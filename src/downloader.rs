use chrono::NaiveTime;
use log::info;
use rust_xlsxwriter::{Format, Workbook};
use serde::Serialize;
use std::fmt;
use std::path::Path;
use std::str::FromStr;

use crate::error::{Result, SweeperError};
use crate::frame::{Frame, Value};

/// MIME type for the spreadsheet target
pub const XLSX_MIME: &str = "application/vnd.openxmlformats-officedocument.spreadsheetml.sheet";

/// MIME type for the CSV target
pub const CSV_MIME: &str = "text/csv";

/// Largest integer magnitude a spreadsheet number cell holds exactly (2^53)
const MAX_EXACT_INT: u64 = 1 << 53;

/// Output formats a frame can be converted to
#[derive(Clone, Copy, Debug, PartialEq, Eq, Default, Serialize, clap::ValueEnum)]
#[serde(rename_all = "lowercase")]
pub enum ConversionTarget {
    #[default]
    Csv,
    #[value(alias = "xlsx")]
    Excel,
}

impl ConversionTarget {
    pub fn extension(self) -> &'static str {
        match self {
            ConversionTarget::Csv => "csv",
            ConversionTarget::Excel => "xlsx",
        }
    }

    pub fn mime_type(self) -> &'static str {
        match self {
            ConversionTarget::Csv => CSV_MIME,
            ConversionTarget::Excel => XLSX_MIME,
        }
    }

    /// Label shown to users
    pub fn label(self) -> &'static str {
        match self {
            ConversionTarget::Csv => "CSV",
            ConversionTarget::Excel => "Excel",
        }
    }
}

impl fmt::Display for ConversionTarget {
    fn fmt(&self, f: &mut fmt::Formatter<'_>) -> fmt::Result {
        f.write_str(self.label())
    }
}

impl FromStr for ConversionTarget {
    type Err = SweeperError;

    fn from_str(s: &str) -> Result<Self> {
        match s.trim().to_lowercase().as_str() {
            "csv" => Ok(ConversionTarget::Csv),
            "excel" | "xlsx" => Ok(ConversionTarget::Excel),
            other => Err(SweeperError::BadRequest(format!(
                "unknown conversion target: {}",
                other
            ))),
        }
    }
}

/// A serialised frame ready to be offered for download
#[derive(Clone, Debug)]
pub struct Converted {
    pub file_name: String,
    pub mime_type: &'static str,
    pub bytes: Vec<u8>,
}

/// Serialises `frame` to `target` and names the result after `file_name`
///
/// # Examples
/// ```
/// use data_sweeper::downloader::{convert, ConversionTarget};
/// use data_sweeper::loader::load_frame;
///
/// let frame = load_frame("sales.csv", b"region,total\nnorth,10\n").unwrap();
/// let converted = convert(&frame, "sales.csv", ConversionTarget::Excel).unwrap();
/// assert_eq!(converted.file_name, "sales.xlsx");
/// assert!(!converted.bytes.is_empty());
/// ```
pub fn convert(frame: &Frame, file_name: &str, target: ConversionTarget) -> Result<Converted> {
    let bytes = match target {
        ConversionTarget::Csv => to_csv(frame)?,
        ConversionTarget::Excel => to_xlsx(frame)?,
    };
    let output = output_file_name(file_name, target);

    info!("converted {} to {} ({} bytes)", file_name, output, bytes.len());
    Ok(Converted {
        file_name: output,
        mime_type: target.mime_type(),
        bytes,
    })
}

/// Convert a frame to CSV format
///
/// Writes the header row followed by one record per row. There is no
/// index column. Quoting of commas, quotes and newlines is left to the
/// `csv` writer.
pub fn to_csv(frame: &Frame) -> Result<Vec<u8>> {
    let mut writer = csv::Writer::from_writer(Vec::new());

    writer.write_record(frame.column_names())?;
    for row in frame.rows() {
        writer.write_record(row.iter().map(|v| v.to_string()))?;
    }

    writer
        .into_inner()
        .map_err(|e| SweeperError::Export(e.to_string()))
}

/// Convert a frame to XLSX format
///
/// This function exports a frame using the rust_xlsxwriter library into a
/// single worksheet with a bold header row. Values keep their native cell
/// types; missing values are left blank.
pub fn to_xlsx(frame: &Frame) -> Result<Vec<u8>> {
    let mut workbook = Workbook::new();
    let header = Format::new().set_bold();
    let date = Format::new().set_num_format("yyyy-mm-dd");
    let datetime = Format::new().set_num_format("yyyy-mm-dd hh:mm:ss");
    let worksheet = workbook.add_worksheet();

    for (c, column) in frame.columns().iter().enumerate() {
        let col = u16::try_from(c)
            .map_err(|_| SweeperError::Export(format!("too many columns: {}", frame.width())))?;
        worksheet.write_string_with_format(0, col, &column.name, &header)?;

        for (r, value) in column.values.iter().enumerate() {
            let row = u32::try_from(r + 1)
                .map_err(|_| SweeperError::Export(format!("too many rows: {}", frame.height())))?;
            match value {
                Value::Int(i) if i.unsigned_abs() <= MAX_EXACT_INT => {
                    worksheet.write_number(row, col, *i as f64)?;
                }
                // Excel stores numbers as doubles; keep wider integers as their digits
                Value::Int(i) => {
                    worksheet.write_string(row, col, i.to_string())?;
                }
                Value::Number(n) => {
                    worksheet.write_number(row, col, *n)?;
                }
                Value::Text(s) => {
                    worksheet.write_string(row, col, s)?;
                }
                Value::Bool(b) => {
                    worksheet.write_boolean(row, col, *b)?;
                }
                Value::DateTime(dt) if dt.time() == NaiveTime::MIN => {
                    worksheet.write_datetime_with_format(row, col, dt, &date)?;
                }
                Value::DateTime(dt) => {
                    worksheet.write_datetime_with_format(row, col, dt, &datetime)?;
                }
                Value::Empty => {}
            }
        }
    }

    Ok(workbook.save_to_buffer()?)
}

/// Swaps the extension of `file_name` for the target's
///
/// A name without an extension gets one appended.
pub fn output_file_name(file_name: &str, target: ConversionTarget) -> String {
    let stem = Path::new(file_name)
        .file_stem()
        .and_then(|s| s.to_str())
        .unwrap_or(file_name);
    format!("{}.{}", stem, target.extension())
}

* * *

_Assignment_.
Would you write out the whole listing word for word?

_Result for this exercise_.
filename src/downloader.rs
use chrono::NaiveTime;
use log::info;
use rust_xlsxwriter::{Format, Workbook};
use serde::Serialize;
use std::fmt;
use std::path::Path;
use std::str::FromStr;

use crate::error::{Result, SweeperError};
use crate::frame::{Frame, Value};

/// MIME type for the spreadsheet target
pub const XLSX_MIME: &str = "application/vnd.openxmlformats-officedocument.spreadsheetml.sheet";

/// MIME type for the CSV target
pub const CSV_MIME: &str = "text/csv";

/// Largest integer magnitude a spreadsheet number cell holds exactly (2^53)
const MAX_EXACT_INT: u64 = 1 << 53;

/// Output formats a frame can be converted to
#[derive(Clone, Copy, Debug, PartialEq, Eq, Default, Serialize, clap::ValueEnum)]
#[serde(rename_all = "lowercase")]
pub enum ConversionTarget {
    #[default]
    Csv,
    #[value(alias = "xlsx")]
    Excel,
}

impl ConversionTarget {
    pub fn extension(self) -> &'static str {
        match self {
            ConversionTarget::Csv => "csv",
            ConversionTarget::Excel => "xlsx",
        }
    }

    pub fn mime_type(self) -> &'static str {
        match self {
            ConversionTarget::Csv => CSV_MIME,
            ConversionTarget::Excel => XLSX_MIME,
        }
    }

    /// Label shown to users
    pub fn label(self) -> &'static str {
        match self {
            ConversionTarget::Csv => "CSV",
            ConversionTarget::Excel => "Excel",
        }
    }
}

impl fmt::Display for ConversionTarget {
    fn fmt(&self, f: &mut fmt::Formatter<'_>) -> fmt::Result {
        f.write_str(self.label())
    }
}

impl FromStr for ConversionTarget {
    type Err = SweeperError;

    fn from_str(s: &str) -> Result<Self> {
        match s.trim().to_lowercase().as_str() {
            "csv" => Ok(ConversionTarget::Csv),
            "excel" | "xlsx" => Ok(ConversionTarget::Excel),
            other => Err(SweeperError::BadRequest(format!(
                "unknown conversion target: {}",
                other
            ))),
        }
    }
}

/// A serialised frame ready to be offered for download
#[derive(Clone, Debug)]
pub struct Converted {
    pub file_name: String,
    pub mime_type: &'static str,
    pub bytes: Vec<u8>,
}

/// Serialises `frame` to `target` and names the result after `file_name`
///
/// # Examples
/// ```
/// use data_sweeper::downloader::{convert, ConversionTarget};
/// use data_sweeper::loader::load_frame;
///
/// let frame = load_frame("sales.csv", b"region,total\nnorth,10\n").unwrap();
/// let converted = convert(&frame, "sales.csv", ConversionTarget::Excel).unwrap();
/// assert_eq!(converted.file_name, "sales.xlsx");
/// assert!(!converted.bytes.is_empty());
/// ```
pub fn convert(frame: &Frame, file_name: &str, target: ConversionTarget) -> Result<Converted> {
    let bytes = match target {
        ConversionTarget::Csv => to_csv(frame)?,
        ConversionTarget::Excel => to_xlsx(frame)?,
    };
    let output = output_file_name(file_name, target);

    info!("converted {} to {} ({} bytes)", file_name, output, bytes.len());
    Ok(Converted {
        file_name: output,
        mime_type: target.mime_type(),
        bytes,
    })
}

/// Convert a frame to CSV format
///
/// Writes the header row followed by one record per row. There is no
/// index column. Quoting of commas, quotes and newlines is left to the
/// `csv` writer.
pub fn to_csv(frame: &Frame) -> Result<Vec<u8>> {
    let mut writer = csv::Writer::from_writer(Vec::new());

    writer.write_record(frame.column_names())?;
    for row in frame.rows() {
        writer.write_record(row.iter().map(|v| v.to_string()))?;
    }

    writer
        .into_inner()
        .map_err(|e| SweeperError::Export(e.to_string()))
}

/// Convert a frame to XLSX format
///
/// This function exports a frame using the rust_xlsxwriter library into a
/// single worksheet with a bold header row. Values keep their native cell
/// types; missing values are left blank.
pub fn to_xlsx(frame: &Frame) -> Result<Vec<u8>> {
    let mut workbook = Workbook::new();
    let header = Format::new().set_bold();
    let date = Format::new().set_num_format("yyyy-mm-dd");
    let datetime = Format::new().set_num_format("yyyy-mm-dd hh:mm:ss");
    let worksheet = workbook.add_worksheet();

    for (c, column) in frame.columns().iter().enumerate() {
        let col = u16::try_from(c)
            .map_err(|_| SweeperError::Export(format!("too many columns: {}", frame.width())))?;
        worksheet.write_string_with_format(0, col, &column.name, &header)?;

        for (r, value) in column.values.iter().enumerate() {
            let row = u32::try_from(r + 1)
                .map_err(|_| SweeperError::Export(format!("too many rows: {}", frame.height())))?;
            match value {
                Value::Int(i) if i.unsigned_abs() <= MAX_EXACT_INT => {
                    worksheet.write_number(row, col, *i as f64)?;
                }
                // Excel stores numbers as doubles; keep wider integers as their digits
                Value::Int(i) => {
                    worksheet.write_string(row, col, i.to_string())?;
                }
                Value::Number(n) => {
                    worksheet.write_number(row, col, *n)?;
                }
                Value::Text(s) => {
                    worksheet.write_string(row, col, s)?;
                }
                Value::Bool(b) => {
                    worksheet.write_boolean(row, col, *b)?;
                }
                Value::DateTime(dt) if dt.time() == NaiveTime::MIN => {
                    worksheet.write_datetime_with_format(row, col, dt, &date)?;
                }
                Value::DateTime(dt) => {
                    worksheet.write_datetime_with_format(row, col, dt, &datetime)?;
                }
                Value::Empty => {}
            }
        }
    }

    Ok(workbook.save_to_buffer()?)
}

/// Swaps the extension of `file_name` for the target's
///
/// A name without an extension gets one appended.
pub fn output_file_name(file_name: &str, target: ConversionTarget) -> String {
    let stem = Path::new(file_name)
        .file_stem()
        .and_then(|s| s.to_str())
        .unwrap_or(file_name);
    format!("{}.{}", stem, target.extension())
}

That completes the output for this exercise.